Exercise aim: Using the material below, print the line that contains "let name = concept", the line that contains "input.validate()?;", and every line in between, exactly and nothing else.

Data:
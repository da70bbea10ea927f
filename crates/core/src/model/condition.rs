use serde::{Deserialize, Serialize};

use super::choice::{Abatement, Onset};
use super::datatypes::{Annotation, CodeableConcept, Identifier, Meta, Reference};
use super::primitives::FhirDateTime;

/// A clinical condition, problem or diagnosis
#[derive(Debug, Clone, PartialEq, Serialize, Deserialize)]
#[serde(rename_all = "camelCase")]
pub struct Condition {
    #[serde(skip_serializing_if = "Option::is_none")]
    pub id: Option<String>,
    #[serde(skip_serializing_if = "Option::is_none")]
    pub meta: Option<Meta>,
    #[serde(default, skip_serializing_if = "Vec::is_empty")]
    pub identifier: Vec<Identifier>,
    #[serde(skip_serializing_if = "Option::is_none")]
    pub clinical_status: Option<CodeableConcept>,
    #[serde(skip_serializing_if = "Option::is_none")]
    pub verification_status: Option<CodeableConcept>,
    #[serde(default, skip_serializing_if = "Vec::is_empty")]
    pub category: Vec<CodeableConcept>,
    #[serde(skip_serializing_if = "Option::is_none")]
    pub severity: Option<CodeableConcept>,
    #[serde(skip_serializing_if = "Option::is_none")]
    pub code: Option<CodeableConcept>,
    #[serde(default, skip_serializing_if = "Vec::is_empty")]
    pub body_site: Vec<CodeableConcept>,
    pub subject: Reference,
    #[serde(skip_serializing_if = "Option::is_none")]
    pub encounter: Option<Reference>,
    #[serde(flatten, deserialize_with = "crate::model::choice::optional")]
    pub onset: Option<Onset>,
    #[serde(flatten, deserialize_with = "crate::model::choice::optional")]
    pub abatement: Option<Abatement>,
    #[serde(skip_serializing_if = "Option::is_none")]
    pub recorded_date: Option<FhirDateTime>,
    #[serde(skip_serializing_if = "Option::is_none")]
    pub recorder: Option<Reference>,
    #[serde(skip_serializing_if = "Option::is_none")]
    pub asserter: Option<Reference>,
    #[serde(default, skip_serializing_if = "Vec::is_empty")]
    pub note: Vec<Annotation>,
}

super::impl_resource!(Condition, "Condition");

impl Condition {
    pub fn new(subject: Reference) -> Self {
        Self {
            id: None,
            meta: None,
            identifier: Vec::new(),
            clinical_status: None,
            verification_status: None,
            category: Vec::new(),
            severity: None,
            code: None,
            body_site: Vec::new(),
            subject,
            encounter: None,
            onset: None,
            abatement: None,
            recorded_date: None,
            recorder: None,
            asserter: None,
            note: Vec::new(),
        }
    }
}

#[cfg(test)]
mod tests {
    use super::*;
    use crate::model::{AnnotationAuthor, Resource};

    #[test]
    fn test_condition_round_trip_with_onset_and_abatement() {
        let json = serde_json::json!({
            "resourceType": "Condition",
            "id": "c1",
            "clinicalStatus": {"coding": [{"system": "http://terminology.hl7.org/CodeSystem/condition-clinical", "code": "active"}]},
            "category": [{"coding": [{"system": "http://terminology.hl7.org/CodeSystem/condition-category", "code": "problem-list-item"}]}],
            "code": {"coding": [{"system": "/orgs/CIEL/sources/CIEL/concepts", "code": "117399"}], "text": "Hypertension"},
            "subject": {"reference": "Patient/p1"},
            "onsetAge": {"value": 52.0, "unit": "a"},
            "abatementString": "after lifestyle change",
            "recordedDate": "2024-02-03T10:00:00Z",
            "note": [{"authorString": "Dr. Otieno", "text": "monitor monthly"}]
        });

        let condition = Condition::from_payload(json.clone()).unwrap();
        assert!(matches!(condition.onset, Some(Onset::Age(_))));
        assert!(matches!(condition.abatement, Some(Abatement::String(_))));
        assert_eq!(
            condition.note[0].author,
            Some(AnnotationAuthor::String("Dr. Otieno".into()))
        );
        assert_eq!(condition.to_payload().unwrap(), json);
    }

    #[test]
    fn test_subject_is_required() {
        let json = serde_json::json!({"resourceType": "Condition", "id": "c1"});
        assert!(Condition::from_payload(json).is_err());
    }

    #[test]
    fn test_bad_onset_age_comparator_is_rejected() {
        let json = serde_json::json!({
            "resourceType": "Condition",
            "code": {"text": "Hypertension"},
            "subject": {"reference": "Patient/p1"},
            "onsetAge": {"value": 52.0, "comparator": "~~"}
        });
        let err = Condition::from_payload(json).unwrap_err();
        assert!(err.to_string().contains("onsetAge"), "{err}");
    }
}
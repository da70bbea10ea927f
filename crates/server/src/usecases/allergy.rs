use tracing::info;

use clinical_core::dto::{AllergyInput, AllergyOutput, AllergyReactionOutput, TerminologyOutput};
use clinical_core::model::{
    AllergyIntolerance, AllergyIntoleranceReaction, AllergyIntoleranceType, CodeableConcept,
    Coding, Encounter, FhirDateTime, Reference,
};
use clinical_core::{ClinicalError, Resource, Result};

use super::ClinicalUseCases;
use crate::infrastructure::resources;
use crate::infrastructure::tenant::TenantContext;

const CLINICAL_STATUS_SYSTEM: &str =
    "http://terminology.hl7.org/CodeSystem/allergyintolerance-clinical";
const VERIFICATION_STATUS_SYSTEM: &str =
    "http://terminology.hl7.org/CodeSystem/allergyintolerance-verification";

/// Terms returned by one allergen search
const ALLERGEN_SEARCH_LIMIT: usize = 20;

fn first_coding(concept: Option<&CodeableConcept>) -> (String, String, String) {
    let coding = concept.and_then(|c| c.coding.first());
    let name = concept
        .and_then(|c| c.text.clone())
        .or_else(|| coding.and_then(|c| c.display.clone()))
        .unwrap_or_default();
    (
        coding.and_then(|c| c.code.clone()).unwrap_or_default(),
        name,
        coding.and_then(|c| c.system.clone()).unwrap_or_default(),
    )
}

pub(crate) fn allergy_output(allergy: &AllergyIntolerance) -> Result<AllergyOutput> {
    let (code, name, system) = first_coding(allergy.code.as_ref());
    let reaction = allergy.reaction.first().map(|r| {
        let (code, name, system) = first_coding(r.manifestation.first());
        AllergyReactionOutput {
            code,
            name,
            system,
            severity: r.severity,
        }
    });
    let encounter_id = match &allergy.encounter {
        Some(reference) => Some(reference.literal()?.id),
        None => None,
    };

    Ok(AllergyOutput {
        id: allergy.id.clone().unwrap_or_default(),
        patient_id: allergy.patient.literal()?.id,
        encounter_id,
        code,
        name,
        system,
        reaction,
    })
}

impl ClinicalUseCases {
    /// Record an allergy, and optionally the reaction it caused, during an
    /// open encounter.
    pub async fn create_allergy_intolerance(
        &self,
        ctx: &TenantContext,
        input: AllergyInput,
    ) -> Result<AllergyOutput> {
        input.validate()?;

        let encounter = self.open_encounter(&input.encounter_id).await?;
        let patient = encounter.subject.clone().ok_or_else(|| {
            ClinicalError::validation(format!("encounter {} has no subject", input.encounter_id))
        })?;
        let substance = self.concept(&input.code).await?;
        let reaction = match &input.reaction {
            Some(reaction) => {
                let manifestation = self.concept(&reaction.code).await?;
                Some(AllergyIntoleranceReaction {
                    manifestation: vec![self.concept_to_codeable_concept(&manifestation)],
                    severity: reaction.severity,
                    ..Default::default()
                })
            }
            None => None,
        };
        let (_, meta) = self.tenant_tags(ctx).await?;

        let mut allergy = AllergyIntolerance::new(patient);
        allergy.meta = Some(meta);
        allergy.type_ = Some(AllergyIntoleranceType::Allergy);
        allergy.clinical_status = Some(CodeableConcept::from_coding(Coding::new(
            CLINICAL_STATUS_SYSTEM,
            "active",
            "Active",
        )));
        allergy.verification_status = Some(CodeableConcept::from_coding(Coding::new(
            VERIFICATION_STATUS_SYSTEM,
            "confirmed",
            "Confirmed",
        )));
        allergy.code = Some(self.concept_to_codeable_concept(&substance));
        allergy.encounter = Some(Reference::to(Encounter::RESOURCE_TYPE, &input.encounter_id));
        allergy.recorded_date = Some(FhirDateTime::now());
        allergy.reaction = reaction.into_iter().collect();

        let created = resources::create(&*self.infra.fhir, &allergy).await?;
        info!(allergy_id = ?created.id, encounter_id = %input.encounter_id, "Created allergy intolerance");
        allergy_output(&created)
    }

    pub async fn get_allergy_intolerance(&self, id: &str) -> Result<AllergyOutput> {
        let allergy: AllergyIntolerance = resources::get(&*self.infra.fhir, id).await?;
        allergy_output(&allergy)
    }

    /// Allergen terms whose name matches `name`, for use as allergy codes.
    pub async fn search_allergy(&self, name: &str) -> Result<Vec<TerminologyOutput>> {
        let name = name.trim();
        if name.is_empty() {
            return Err(ClinicalError::validation("name is required"));
        }

        let concepts = self
            .infra
            .terminology
            .search_concepts(
                &self.defaults.terminology_org,
                &self.defaults.terminology_source,
                name,
                None,
                ALLERGEN_SEARCH_LIMIT,
            )
            .await?;
        let system = self.defaults.concept_system();
        Ok(concepts
            .into_iter()
            .map(|concept| TerminologyOutput {
                code: concept.id,
                system: system.clone(),
                name: concept.display_name,
            })
            .collect())
    }
}

#[cfg(test)]
mod tests {
    use super::super::fakes::{Fakes, seed_encounter, tenant};
    use super::*;
    use clinical_core::dto::ReactionInput;
    use clinical_core::model::ReactionSeverity;

    #[tokio::test]
    async fn test_create_and_read_allergy() {
        let fakes = Fakes::new();
        seed_encounter(&fakes.fhir, "e1", "arrived");
        let usecases = fakes.usecases();
        let input = AllergyInput {
            code: "162298".into(),
            encounter_id: "e1".into(),
            reaction: Some(ReactionInput {
                code: "512".into(),
                severity: Some(ReactionSeverity::Moderate),
            }),
        };

        let created = usecases.create_allergy_intolerance(&tenant(), input).await.unwrap();
        assert_eq!(created.patient_id, "p1");
        assert_eq!(created.code, "162298");
        let reaction = created.reaction.clone().unwrap();
        assert_eq!(reaction.code, "512");
        assert_eq!(reaction.severity, Some(ReactionSeverity::Moderate));
        assert_eq!(
            *fakes.terminology.lookups.lock().unwrap(),
            vec!["162298".to_string(), "512".to_string()]
        );

        let read = usecases.get_allergy_intolerance(&created.id).await.unwrap();
        assert_eq!(read, created);
    }

    #[tokio::test]
    async fn test_blank_reaction_code_is_rejected() {
        let fakes = Fakes::new();
        let input = AllergyInput {
            code: "162298".into(),
            encounter_id: "e1".into(),
            reaction: Some(ReactionInput { code: "".into(), severity: None }),
        };
        let err = fakes.usecases().create_allergy_intolerance(&tenant(), input).await.unwrap_err();
        assert!(err.is_validation());
    }

    #[tokio::test]
    async fn test_search_allergy() {
        let fakes = Fakes::new();
        fakes.terminology.add_concept("81724", "Penicillin", "Drug");
        fakes.terminology.add_concept("162536", "Peanuts", "Misc");
        fakes.terminology.add_concept("5088", "Temperature (C)", "Finding");
        let usecases = fakes.usecases();

        let found = usecases.search_allergy("  PEN ").await.unwrap();
        assert_eq!(
            found,
            vec![TerminologyOutput {
                code: "81724".into(),
                system: "/orgs/CIEL/sources/CIEL/concepts".into(),
                name: "Penicillin".into(),
            }]
        );
        assert_eq!(fakes.terminology.searches.lock().unwrap()[0].0, "PEN");

        assert!(usecases.search_allergy("   ").await.unwrap_err().is_validation());
        assert_eq!(fakes.terminology.searches.lock().unwrap().len(), 1);
    }

    #[tokio::test]
    async fn test_search_allergy_terminology_down() {
        let fakes = Fakes::new();
        fakes.terminology.fail();
        let err = fakes.usecases().search_allergy("penicillin").await.unwrap_err();
        assert!(matches!(err, ClinicalError::Upstream { .. }));
    }
}
//! Event publication to Google Cloud Pub/Sub

use async_trait::async_trait;
use base64::Engine;
use base64::engine::general_purpose::STANDARD;
use serde::Serialize;
use serde_json::json;

use clinical_core::{ClinicalError, Result};

pub const PATIENT_CREATED_TOPIC: &str = "patient.create";
pub const VITALS_TOPIC: &str = "vitals.create";
pub const ORGANIZATION_TOPIC: &str = "organization.create";

const TOPIC_VERSION: &str = "v1";

#[async_trait]
pub trait EventPublisher: Send + Sync {
    /// Publish `payload` to the un-namespaced `topic`.
    async fn publish(&self, topic: &str, payload: Vec<u8>) -> Result<()>;
}

/// `<service>-<topic>-<environment>-v1`
pub fn namespaced_topic(service: &str, topic: &str, environment: &str) -> String {
    format!("{service}-{topic}-{environment}-{TOPIC_VERSION}")
}

/// Serialize and publish an event, logging instead of failing.
///
/// Events are a side channel: the resource they describe is already stored
/// when this runs, so a publication failure must not fail the request.
pub async fn publish_best_effort<E: Serialize>(publisher: &dyn EventPublisher, topic: &str, event: &E) {
    let payload = match serde_json::to_vec(event) {
        Ok(payload) => payload,
        Err(e) => {
            tracing::error!(target: "error_tracking", topic, error = %e, "Failed to encode event");
            return;
        }
    };

    if let Err(e) = publisher.publish(topic, payload).await {
        metrics::counter!("event_publish_failures_total", "topic" => topic.to_string()).increment(1);
        tracing::error!(target: "error_tracking", topic, error = %e, "Failed to publish event");
    }
}

#[derive(Clone)]
pub struct PubSubPublisher {
    http: reqwest::Client,
    base_url: String,
    project: String,
    access_token: Option<String>,
    service_name: String,
    environment: String,
}

impl PubSubPublisher {
    pub fn new(
        http: reqwest::Client,
        base_url: &str,
        project: &str,
        access_token: Option<String>,
        service_name: &str,
        environment: &str,
    ) -> Self {
        Self {
            http,
            base_url: base_url.trim_end_matches('/').to_string(),
            project: project.to_string(),
            access_token,
            service_name: service_name.to_string(),
            environment: environment.to_string(),
        }
    }
}

#[async_trait]
impl EventPublisher for PubSubPublisher {
    async fn publish(&self, topic: &str, payload: Vec<u8>) -> Result<()> {
        let topic_id = namespaced_topic(&self.service_name, topic, &self.environment);
        let url = format!(
            "{}/v1/projects/{}/topics/{}:publish",
            self.base_url, self.project, topic_id
        );
        let body = json!({
            "messages": [{
                "data": STANDARD.encode(&payload),
                "attributes": {
                    "topicID": topic,
                    "serviceName": self.service_name,
                    "version": TOPIC_VERSION,
                }
            }]
        });

        let mut request = self.http.post(&url).json(&body);
        if let Some(token) = &self.access_token {
            request = request.bearer_auth(token);
        }

        let context = format!("publish to {topic_id}");
        let response = request
            .send()
            .await
            .map_err(|e| ClinicalError::upstream("pubsub", &context, e))?;
        if !response.status().is_success() {
            return Err(ClinicalError::upstream("pubsub", &context, response.status()));
        }
        tracing::debug!(topic = %topic_id, "Published event");
        Ok(())
    }
}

Task result:
    let name = concept
        .and_then(|c| c.text.clone())
        .or_else(|| coding.and_then(|c| c.display.clone()))
        .unwrap_or_default();
    (
        coding.and_then(|c| c.code.clone()).unwrap_or_default(),
        name,
        coding.and_then(|c| c.system.clone()).unwrap_or_default(),
    )
}

pub(crate) fn allergy_output(allergy: &AllergyIntolerance) -> Result<AllergyOutput> {
    let (code, name, system) = first_coding(allergy.code.as_ref());
    let reaction = allergy.reaction.first().map(|r| {
        let (code, name, system) = first_coding(r.manifestation.first());
        AllergyReactionOutput {
            code,
            name,
            system,
            severity: r.severity,
        }
    });
    let encounter_id = match &allergy.encounter {
        Some(reference) => Some(reference.literal()?.id),
        None => None,
    };

    Ok(AllergyOutput {
        id: allergy.id.clone().unwrap_or_default(),
        patient_id: allergy.patient.literal()?.id,
        encounter_id,
        code,
        name,
        system,
        reaction,
    })
}

impl ClinicalUseCases {
    /// Record an allergy, and optionally the reaction it caused, during an
    /// open encounter.
    pub async fn create_allergy_intolerance(
        &self,
        ctx: &TenantContext,
        input: AllergyInput,
    ) -> Result<AllergyOutput> {
        input.validate()?;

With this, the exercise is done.